The reason I share this story is, due to advancement in Cloud, Talent is spreading out. Ten years ago, such stories existed only within the boundaries of big cities. Also, cements my faith in the emergence of Latin American countries as a software powerhouse (may take some time but some early signs emerging). Argentina, Brazil, and Mexico are trying hard, and there are 16 unicorns in Latin America.
Let us look at the growth of the remote jobs opening. More remote jobs are opening up across industries
When we looked at the job families that have migrated the most out of bigger cities (of the talent that is migrated), we get an interesting trend
Those roles that have no major infrastructure dependency have moved out a bit more than other roles
This phenomenon creates new boundary conditions for a Recruiter, and the concept of a “location” has permanently changed.
As migration happens in critical job families (even at a lower rate), commoditization starts. This is an expected effect evident when you read the economic theories. When people migrate, a new set of people around them get into these job families. A team of specialized software engineers went to places like Georgia in the US and built a software team of about 20 people recruiting local university members over two years. Commoditization is the opposite of the Galápagos syndrome.
The term “Galápagos syndrome” was originally coined to refer to Japanese 3G mobile phones, which had developed a large number of specialized features that were widely adopted in the Japanese market, but were unsuccessful abroad. While the original usage of the term was to describe highly advanced phones that were incompatible outside of Japanese networks, as the mobile phone industry underwent drastic changes globally, the term was used to emphasize the associated anxiety about how the development of Japanese mobile phones and those in the worldwide economy went along different paths.
Perhaps, one strategy is to develop a strategy that is different for different types of locations.
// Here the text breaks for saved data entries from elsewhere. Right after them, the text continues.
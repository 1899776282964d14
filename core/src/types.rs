//! Host value types, store column types, and the two-way mapping between them.
//!
//! Every mapped property declares a [`ValueType`]. The store persists it as
//! a [`ColumnType`] whose SQL keyword is written into `CREATE TABLE` and
//! `ALTER TABLE` statements, and parsed back from schema introspection.
//!
//! | Value type | Column keyword |
//! |------------|----------------|
//! | `Int16`    | `SMALLINT`     |
//! | `Int32`    | `INT`          |
//! | `Int64`    | `BIGINT`       |
//! | `Single`   | `SINGLE`       |
//! | `Double`   | `DOUBLE`       |
//! | `Decimal`  | `DECIMAL`      |
//! | `Byte`     | `TINYINT`      |
//! | `String`   | `TEXT`         |
//! | `Boolean`  | `BOOLEAN`      |
//! | `DateTime` | `DATETIME`     |

use std::fmt;
use std::str::FromStr;

use serde::{Deserialize, Serialize};

use crate::validate::DeclarationError;

/// Value type of a mapped property.
///
/// Nullable properties use the same value type as their non-nullable
/// counterpart; nullability is tracked on the property descriptor.
///
/// # Examples
///
/// ```
/// use tablemap_core::{ColumnType, ValueType};
///
/// assert_eq!(ValueType::Int32.column_type(), ColumnType::Int);
/// assert!(ValueType::String.is_supported());
/// assert!(!ValueType::Unsupported.is_supported());
/// ```
#[derive(Debug, Clone, Copy, PartialEq, Eq, Hash, Serialize, Deserialize, Default)]
pub enum ValueType {
    /// Anything the store cannot persist. Never written to a table.
    #[default]
    Unsupported,
    Int16,
    Int32,
    Int64,
    Single,
    Double,
    Decimal,
    Byte,
    String,
    Boolean,
    DateTime,
}

impl ValueType {
    /// All persistable value types.
    pub const SUPPORTED: [ValueType; 10] = [
        ValueType::Int16,
        ValueType::Int32,
        ValueType::Int64,
        ValueType::Single,
        ValueType::Double,
        ValueType::Decimal,
        ValueType::Byte,
        ValueType::String,
        ValueType::Boolean,
        ValueType::DateTime,
    ];

    /// Maps this value type to the column type it is stored as.
    pub const fn column_type(self) -> ColumnType {
        match self {
            ValueType::Int16 => ColumnType::SmallInt,
            ValueType::Int32 => ColumnType::Int,
            ValueType::Int64 => ColumnType::BigInt,
            ValueType::Single => ColumnType::Single,
            ValueType::Double => ColumnType::Double,
            ValueType::Decimal => ColumnType::Decimal,
            ValueType::Byte => ColumnType::TinyInt,
            ValueType::String => ColumnType::Text,
            ValueType::Boolean => ColumnType::Boolean,
            ValueType::DateTime => ColumnType::DateTime,
            ValueType::Unsupported => ColumnType::Unsupported,
        }
    }

    /// Returns `true` for every type except [`ValueType::Unsupported`].
    pub const fn is_supported(self) -> bool {
        !matches!(self, ValueType::Unsupported)
    }

    /// Returns `true` for the integer, floating point and decimal types.
    pub const fn is_numeric(self) -> bool {
        matches!(
            self,
            ValueType::Int16
                | ValueType::Int32
                | ValueType::Int64
                | ValueType::Single
                | ValueType::Double
                | ValueType::Decimal
                | ValueType::Byte
        )
    }

    /// Stable name used when value types are listed or persisted.
    pub const fn name(self) -> &'static str {
        match self {
            ValueType::Int16 => "Int16",
            ValueType::Int32 => "Int32",
            ValueType::Int64 => "Int64",
            ValueType::Single => "Single",
            ValueType::Double => "Double",
            ValueType::Decimal => "Decimal",
            ValueType::Byte => "Byte",
            ValueType::String => "String",
            ValueType::Boolean => "Boolean",
            ValueType::DateTime => "DateTime",
            ValueType::Unsupported => "Unsupported",
        }
    }
}

impl fmt::Display for ValueType {
    fn fmt(&self, f: &mut fmt::Formatter<'_>) -> fmt::Result {
        f.write_str(self.name())
    }
}

/// Column type as declared in the store's schema.
///
/// Parsing is case-insensitive. Keywords the engine never writes parse
/// to an error through [`FromStr`], or to [`ColumnType::Unsupported`]
/// through [`ColumnType::parse_lossy`].
///
/// # Examples
///
/// ```
/// use tablemap_core::{ColumnType, ValueType};
///
/// let parsed: ColumnType = "bigint".parse().unwrap();
/// assert_eq!(parsed, ColumnType::BigInt);
/// assert_eq!(parsed.keyword(), "BIGINT");
/// assert_eq!(parsed.value_type(), ValueType::Int64);
/// assert_eq!(ColumnType::parse_lossy("BLOB"), ColumnType::Unsupported);
/// ```
#[derive(Debug, Clone, Copy, PartialEq, Eq, Hash, Serialize, Deserialize, Default)]
pub enum ColumnType {
    #[default]
    Unsupported,
    SmallInt,
    Int,
    BigInt,
    Single,
    Double,
    Decimal,
    TinyInt,
    Text,
    Boolean,
    DateTime,
}

impl ColumnType {
    /// Maps this column type back to the value type it holds.
    pub const fn value_type(self) -> ValueType {
        match self {
            ColumnType::SmallInt => ValueType::Int16,
            ColumnType::Int => ValueType::Int32,
            ColumnType::BigInt => ValueType::Int64,
            ColumnType::Single => ValueType::Single,
            ColumnType::Double => ValueType::Double,
            ColumnType::Decimal => ValueType::Decimal,
            ColumnType::TinyInt => ValueType::Byte,
            ColumnType::Text => ValueType::String,
            ColumnType::Boolean => ValueType::Boolean,
            ColumnType::DateTime => ValueType::DateTime,
            ColumnType::Unsupported => ValueType::Unsupported,
        }
    }

    /// The SQL keyword for this column type.
    pub const fn keyword(self) -> &'static str {
        match self {
            ColumnType::SmallInt => "SMALLINT",
            ColumnType::Int => "INT",
            ColumnType::BigInt => "BIGINT",
            ColumnType::Single => "SINGLE",
            ColumnType::Double => "DOUBLE",
            ColumnType::Decimal => "DECIMAL",
            ColumnType::TinyInt => "TINYINT",
            ColumnType::Text => "TEXT",
            ColumnType::Boolean => "BOOLEAN",
            ColumnType::DateTime => "DATETIME",
            ColumnType::Unsupported => "UNSUPPORTED",
        }
    }

    /// Parses a keyword, mapping anything unknown to `Unsupported`.
    pub fn parse_lossy(keyword: &str) -> Self {
        keyword.parse().unwrap_or(ColumnType::Unsupported)
    }

    pub const fn is_supported(self) -> bool {
        !matches!(self, ColumnType::Unsupported)
    }
}

impl FromStr for ColumnType {
    type Err = DeclarationError;

    fn from_str(s: &str) -> Result<Self, Self::Err> {
        match s.trim().to_ascii_uppercase().as_str() {
            "SMALLINT" => Ok(ColumnType::SmallInt),
            "INT" => Ok(ColumnType::Int),
            "BIGINT" => Ok(ColumnType::BigInt),
            "SINGLE" => Ok(ColumnType::Single),
            "DOUBLE" => Ok(ColumnType::Double),
            "DECIMAL" => Ok(ColumnType::Decimal),
            "TINYINT" => Ok(ColumnType::TinyInt),
            "TEXT" => Ok(ColumnType::Text),
            "BOOLEAN" => Ok(ColumnType::Boolean),
            "DATETIME" => Ok(ColumnType::DateTime),
            _ => Err(DeclarationError::UnsupportedKeyword(s.to_string())),
        }
    }
}

impl fmt::Display for ColumnType {
    fn fmt(&self, f: &mut fmt::Formatter<'_>) -> fmt::Result {
        f.write_str(self.keyword())
    }
}

impl From<ValueType> for ColumnType {
    fn from(value_type: ValueType) -> Self {
        value_type.column_type()
    }
}

impl From<ColumnType> for ValueType {
    fn from(column_type: ColumnType) -> Self {
        column_type.value_type()
    }
}

#[cfg(test)]
mod tests {
    use super::*;

    #[test]
    fn test_round_trip_for_every_supported_type() {
        for value_type in ValueType::SUPPORTED {
            assert_eq!(value_type.column_type().value_type(), value_type);
        }
    }

    #[test]
    fn test_keyword_round_trip() {
        for value_type in ValueType::SUPPORTED {
            let column_type = value_type.column_type();
            let parsed: ColumnType = column_type.keyword().parse().unwrap();
            assert_eq!(parsed, column_type);
        }
    }

    #[test]
    fn test_keyword_parsing_is_case_insensitive() {
        assert_eq!("text".parse::<ColumnType>().unwrap(), ColumnType::Text);
        assert_eq!("DateTime".parse::<ColumnType>().unwrap(), ColumnType::DateTime);
        assert_eq!(" tinyint ".parse::<ColumnType>().unwrap(), ColumnType::TinyInt);
    }

    #[test]
    fn test_unknown_keyword() {
        assert!("BLOB".parse::<ColumnType>().is_err());
        assert_eq!(ColumnType::parse_lossy("VARCHAR(20)"), ColumnType::Unsupported);
        assert_eq!(ColumnType::Unsupported.value_type(), ValueType::Unsupported);
    }

    #[test]
    fn test_unsupported_maps_to_unsupported() {
        assert_eq!(ValueType::Unsupported.column_type(), ColumnType::Unsupported);
        assert!(!ColumnType::Unsupported.is_supported());
    }
}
Several cybersecurity skills, Application Development skills, and Cloud Support roles are widely available in smaller cities. We expect this trend will continue.
At this juncture, the location analysis needs to be conducted whether you are planning to treat a location as a Hub, Satellite, Outpost, and COE. Now to this mix, we have to add Remote and develop strategies around that. For example, do you open a PE location in these hubs? What are the brand implications in attracting local talent? What happens if you start making revenue in these locations? Very many questions, hopefully, we will cover in subsequent emails.